▸ **EXERCISE DESCRIPTION**:
Would you repeat all the lines below, exactly as they stand?

*** Opening of INFORMATION ***

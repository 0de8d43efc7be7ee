//! 多边形定义
//!
//! 多边形是由顶点下标构成的闭合环，用于描述楼板区域、等待区等
//! 命名区域。环上相邻下标（含尾部回绕到头部）构成多边形的边，
//! 边拖拽交互据此在环中插入新顶点。

use crate::math::{point_segment_distance, project_onto_segment, Point2};
use crate::vertex::Vertex;
use serde::{Deserialize, Serialize};

/// 多边形类型
#[derive(Debug, Clone, Copy, PartialEq, Eq, Serialize, Deserialize, Default)]
pub enum PolygonKind {
    /// 楼板区域（默认）
    #[default]
    Floor,
    /// 等待区
    Zone,
}

/// 边拖拽描述符
///
/// 标识环上最近的一条边（两个环内位置）及拖拽起点在该边上的投影点。
/// 交互层随后可用 [`Polygon::insert_vertex`] 把新顶点插入两端点之间。
#[derive(Debug, Clone, Copy, PartialEq)]
pub struct EdgeDrag {
    /// 边起点在环中的位置
    pub start_pos: usize,
    /// 边终点在环中的位置（回绕时为 0）
    pub end_pos: usize,
    /// 拖拽起点在该边上的投影点
    pub point: Point2,
}

/// 多边形
#[derive(Debug, Clone, PartialEq, Serialize, Deserialize)]
pub struct Polygon {
    /// 顶点下标构成的闭合环
    pub vertex_indices: Vec<usize>,

    /// 类型
    pub kind: PolygonKind,

    /// 是否被选中（瞬态，不持久化）
    #[serde(skip)]
    pub selected: bool,
}

impl Polygon {
    /// 创建新多边形
    pub fn new(kind: PolygonKind, vertex_indices: Vec<usize>) -> Self {
        Self {
            vertex_indices,
            kind,
            selected: false,
        }
    }

    /// 检查多边形是否引用指定顶点
    pub fn references(&self, vertex_idx: usize) -> bool {
        self.vertex_indices.contains(&vertex_idx)
    }

    /// 检查所有下标是否都在顶点数量范围内
    pub fn indices_valid(&self, vertex_count: usize) -> bool {
        self.vertex_indices.iter().all(|&i| i < vertex_count)
    }

    /// 检查环是否退化：少于3个顶点，或相邻（含回绕）下标重复
    pub fn is_degenerate(&self) -> bool {
        let n = self.vertex_indices.len();
        if n < 3 {
            return true;
        }
        (0..n).any(|i| self.vertex_indices[i] == self.vertex_indices[(i + 1) % n])
    }

    /// 射线法判断点是否在多边形内
    ///
    /// `vertices` 为所属楼层的顶点序列。越界下标视为不包含。
    pub fn contains_point(&self, vertices: &[Vertex], x: f64, y: f64) -> bool {
        let n = self.vertex_indices.len();
        if n < 3 || !self.indices_valid(vertices.len()) {
            return false;
        }

        let mut inside = false;
        let mut j = n - 1;
        for i in 0..n {
            let pi = &vertices[self.vertex_indices[i]].position;
            let pj = &vertices[self.vertex_indices[j]].position;

            if (pi.y > y) != (pj.y > y)
                && x < (pj.x - pi.x) * (y - pi.y) / (pj.y - pi.y) + pi.x
            {
                inside = !inside;
            }
            j = i;
        }
        inside
    }

    /// 查找环上距指定点最近的边
    ///
    /// 距离相等时取环内位置较小的边。环内不足2个位置时返回 `None`。
    pub fn nearest_edge(&self, vertices: &[Vertex], x: f64, y: f64) -> Option<EdgeDrag> {
        let n = self.vertex_indices.len();
        if n < 2 || !self.indices_valid(vertices.len()) {
            return None;
        }

        let point = Point2::new(x, y);
        let mut best: Option<(f64, EdgeDrag)> = None;

        for i in 0..n {
            let j = (i + 1) % n;
            let a = &vertices[self.vertex_indices[i]].position;
            let b = &vertices[self.vertex_indices[j]].position;

            let dist = point_segment_distance(&point, a, b);
            if best.as_ref().map_or(true, |(d, _)| dist < *d) {
                best = Some((
                    dist,
                    EdgeDrag {
                        start_pos: i,
                        end_pos: j,
                        point: project_onto_segment(&point, a, b),
                    },
                ));
            }
        }

        best.map(|(_, drag)| drag)
    }

    /// 按边拖拽描述符在环中插入新顶点下标
    ///
    /// 新下标插入到描述符标识的两个环位置之间。
    pub fn insert_vertex(&mut self, drag: &EdgeDrag, vertex_idx: usize) {
        self.vertex_indices.insert(drag.start_pos + 1, vertex_idx);
    }
}

#[cfg(test)]
mod tests {
    use super::*;
    use crate::math::approx_eq;

    fn triangle_vertices() -> Vec<Vertex> {
        vec![
            Vertex::new(0.0, 0.0),
            Vertex::new(10.0, 0.0),
            Vertex::new(5.0, 10.0),
        ]
    }

    #[test]
    fn test_contains_point() {
        let vertices = triangle_vertices();
        let poly = Polygon::new(PolygonKind::Floor, vec![0, 1, 2]);

        assert!(poly.contains_point(&vertices, 5.0, 5.0));
        assert!(!poly.contains_point(&vertices, 20.0, 20.0));
    }

    #[test]
    fn test_degenerate() {
        assert!(Polygon::new(PolygonKind::Floor, vec![0, 1]).is_degenerate());
        assert!(Polygon::new(PolygonKind::Floor, vec![0, 1, 1]).is_degenerate());
        // 回绕处重复
        assert!(Polygon::new(PolygonKind::Floor, vec![0, 1, 0]).is_degenerate());
        assert!(!Polygon::new(PolygonKind::Floor, vec![0, 1, 2]).is_degenerate());
    }

    #[test]
    fn test_nearest_edge_square() {
        let vertices = vec![
            Vertex::new(0.0, 0.0),
            Vertex::new(10.0, 0.0),
            Vertex::new(10.0, 10.0),
            Vertex::new(0.0, 10.0),
        ];
        let poly = Polygon::new(PolygonKind::Floor, vec![0, 1, 2, 3]);

        // 靠近底边中点：应命中 (0, 1) 而非相邻边
        let drag = poly.nearest_edge(&vertices, 5.0, 1.0).unwrap();
        assert_eq!(drag.start_pos, 0);
        assert_eq!(drag.end_pos, 1);
        assert!(approx_eq(drag.point.x, 5.0));
        assert!(approx_eq(drag.point.y, 0.0));

        // 靠近回绕边 (3, 0)
        let drag = poly.nearest_edge(&vertices, 1.0, 5.0).unwrap();
        assert_eq!(drag.start_pos, 3);
        assert_eq!(drag.end_pos, 0);
    }

    #[test]
    fn test_nearest_edge_too_few_vertices() {
        let vertices = triangle_vertices();
        let poly = Polygon::new(PolygonKind::Zone, vec![0]);
        assert!(poly.nearest_edge(&vertices, 5.0, 5.0).is_none());
    }

    #[test]
    fn test_insert_vertex() {
        let vertices = triangle_vertices();
        let mut poly = Polygon::new(PolygonKind::Floor, vec![0, 1, 2]);
        let drag = poly.nearest_edge(&vertices, 5.0, -1.0).unwrap();
        poly.insert_vertex(&drag, 7);
        assert_eq!(poly.vertex_indices, vec![0, 7, 1, 2]);
    }
}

*** Close of INFORMATION ***

▸ **RESPONSE TO THIS EXERCISE**:
repository 0de8d43efc7be7ee
//! 多边形定义
//!
//! 多边形是由顶点下标构成的闭合环，用于描述楼板区域、等待区等
//! 命名区域。环上相邻下标（含尾部回绕到头部）构成多边形的边，
//! 边拖拽交互据此在环中插入新顶点。

use crate::math::{point_segment_distance, project_onto_segment, Point2};
use crate::vertex::Vertex;
use serde::{Deserialize, Serialize};

/// 多边形类型
#[derive(Debug, Clone, Copy, PartialEq, Eq, Serialize, Deserialize, Default)]
pub enum PolygonKind {
    /// 楼板区域（默认）
    #[default]
    Floor,
    /// 等待区
    Zone,
}

/// 边拖拽描述符
///
/// 标识环上最近的一条边（两个环内位置）及拖拽起点在该边上的投影点。
/// 交互层随后可用 [`Polygon::insert_vertex`] 把新顶点插入两端点之间。
#[derive(Debug, Clone, Copy, PartialEq)]
pub struct EdgeDrag {
    /// 边起点在环中的位置
    pub start_pos: usize,
    /// 边终点在环中的位置（回绕时为 0）
    pub end_pos: usize,
    /// 拖拽起点在该边上的投影点
    pub point: Point2,
}

/// 多边形
#[derive(Debug, Clone, PartialEq, Serialize, Deserialize)]
pub struct Polygon {
    /// 顶点下标构成的闭合环
    pub vertex_indices: Vec<usize>,

    /// 类型
    pub kind: PolygonKind,

    /// 是否被选中（瞬态，不持久化）
    #[serde(skip)]
    pub selected: bool,
}

impl Polygon {
    /// 创建新多边形
    pub fn new(kind: PolygonKind, vertex_indices: Vec<usize>) -> Self {
        Self {
            vertex_indices,
            kind,
            selected: false,
        }
    }

    /// 检查多边形是否引用指定顶点
    pub fn references(&self, vertex_idx: usize) -> bool {
        self.vertex_indices.contains(&vertex_idx)
    }

    /// 检查所有下标是否都在顶点数量范围内
    pub fn indices_valid(&self, vertex_count: usize) -> bool {
        self.vertex_indices.iter().all(|&i| i < vertex_count)
    }

    /// 检查环是否退化：少于3个顶点，或相邻（含回绕）下标重复
    pub fn is_degenerate(&self) -> bool {
        let n = self.vertex_indices.len();
        if n < 3 {
            return true;
        }
        (0..n).any(|i| self.vertex_indices[i] == self.vertex_indices[(i + 1) % n])
    }

    /// 射线法判断点是否在多边形内
    ///
    /// `vertices` 为所属楼层的顶点序列。越界下标视为不包含。
    pub fn contains_point(&self, vertices: &[Vertex], x: f64, y: f64) -> bool {
        let n = self.vertex_indices.len();
        if n < 3 || !self.indices_valid(vertices.len()) {
            return false;
        }

        let mut inside = false;
        let mut j = n - 1;
        for i in 0..n {
            let pi = &vertices[self.vertex_indices[i]].position;
            let pj = &vertices[self.vertex_indices[j]].position;

            if (pi.y > y) != (pj.y > y)
                && x < (pj.x - pi.x) * (y - pi.y) / (pj.y - pi.y) + pi.x
            {
                inside = !inside;
            }
            j = i;
        }
        inside
    }

    /// 查找环上距指定点最近的边
    ///
    /// 距离相等时取环内位置较小的边。环内不足2个位置时返回 `None`。
    pub fn nearest_edge(&self, vertices: &[Vertex], x: f64, y: f64) -> Option<EdgeDrag> {
        let n = self.vertex_indices.len();
        if n < 2 || !self.indices_valid(vertices.len()) {
            return None;
        }

        let point = Point2::new(x, y);
        let mut best: Option<(f64, EdgeDrag)> = None;

        for i in 0..n {
            let j = (i + 1) % n;
            let a = &vertices[self.vertex_indices[i]].position;
            let b = &vertices[self.vertex_indices[j]].position;

            let dist = point_segment_distance(&point, a, b);
            if best.as_ref().map_or(true, |(d, _)| dist < *d) {
                best = Some((
                    dist,
                    EdgeDrag {
                        start_pos: i,
                        end_pos: j,
                        point: project_onto_segment(&point, a, b),
                    },
                ));
            }
        }

        best.map(|(_, drag)| drag)
    }

    /// 按边拖拽描述符在环中插入新顶点下标
    ///
    /// 新下标插入到描述符标识的两个环位置之间。
    pub fn insert_vertex(&mut self, drag: &EdgeDrag, vertex_idx: usize) {
        self.vertex_indices.insert(drag.start_pos + 1, vertex_idx);
    }
}

#[cfg(test)]
mod tests {
    use super::*;
    use crate::math::approx_eq;

    fn triangle_vertices() -> Vec<Vertex> {
        vec![
            Vertex::new(0.0, 0.0),
            Vertex::new(10.0, 0.0),
            Vertex::new(5.0, 10.0),
        ]
    }

    #[test]
    fn test_contains_point() {
        let vertices = triangle_vertices();
        let poly = Polygon::new(PolygonKind::Floor, vec![0, 1, 2]);

        assert!(poly.contains_point(&vertices, 5.0, 5.0));
        assert!(!poly.contains_point(&vertices, 20.0, 20.0));
    }

    #[test]
    fn test_degenerate() {
        assert!(Polygon::new(PolygonKind::Floor, vec![0, 1]).is_degenerate());
        assert!(Polygon::new(PolygonKind::Floor, vec![0, 1, 1]).is_degenerate());
        // 回绕处重复
        assert!(Polygon::new(PolygonKind::Floor, vec![0, 1, 0]).is_degenerate());
        assert!(!Polygon::new(PolygonKind::Floor, vec![0, 1, 2]).is_degenerate());
    }

    #[test]
    fn test_nearest_edge_square() {
        let vertices = vec![
            Vertex::new(0.0, 0.0),
            Vertex::new(10.0, 0.0),
            Vertex::new(10.0, 10.0),
            Vertex::new(0.0, 10.0),
        ];
        let poly = Polygon::new(PolygonKind::Floor, vec![0, 1, 2, 3]);

        // 靠近底边中点：应命中 (0, 1) 而非相邻边
        let drag = poly.nearest_edge(&vertices, 5.0, 1.0).unwrap();
        assert_eq!(drag.start_pos, 0);
        assert_eq!(drag.end_pos, 1);
        assert!(approx_eq(drag.point.x, 5.0));
        assert!(approx_eq(drag.point.y, 0.0));

        // 靠近回绕边 (3, 0)
        let drag = poly.nearest_edge(&vertices, 1.0, 5.0).unwrap();
        assert_eq!(drag.start_pos, 3);
        assert_eq!(drag.end_pos, 0);
    }

    #[test]
    fn test_nearest_edge_too_few_vertices() {
        let vertices = triangle_vertices();
        let poly = Polygon::new(PolygonKind::Zone, vec![0]);
        assert!(poly.nearest_edge(&vertices, 5.0, 5.0).is_none());
    }

    #[test]
    fn test_insert_vertex() {
        let vertices = triangle_vertices();
        let mut poly = Polygon::new(PolygonKind::Floor, vec![0, 1, 2]);
        let drag = poly.nearest_edge(&vertices, 5.0, -1.0).unwrap();
        poly.insert_vertex(&drag, 7);
        assert_eq!(poly.vertex_indices, vec![0, 7, 1, 2]);
    }
}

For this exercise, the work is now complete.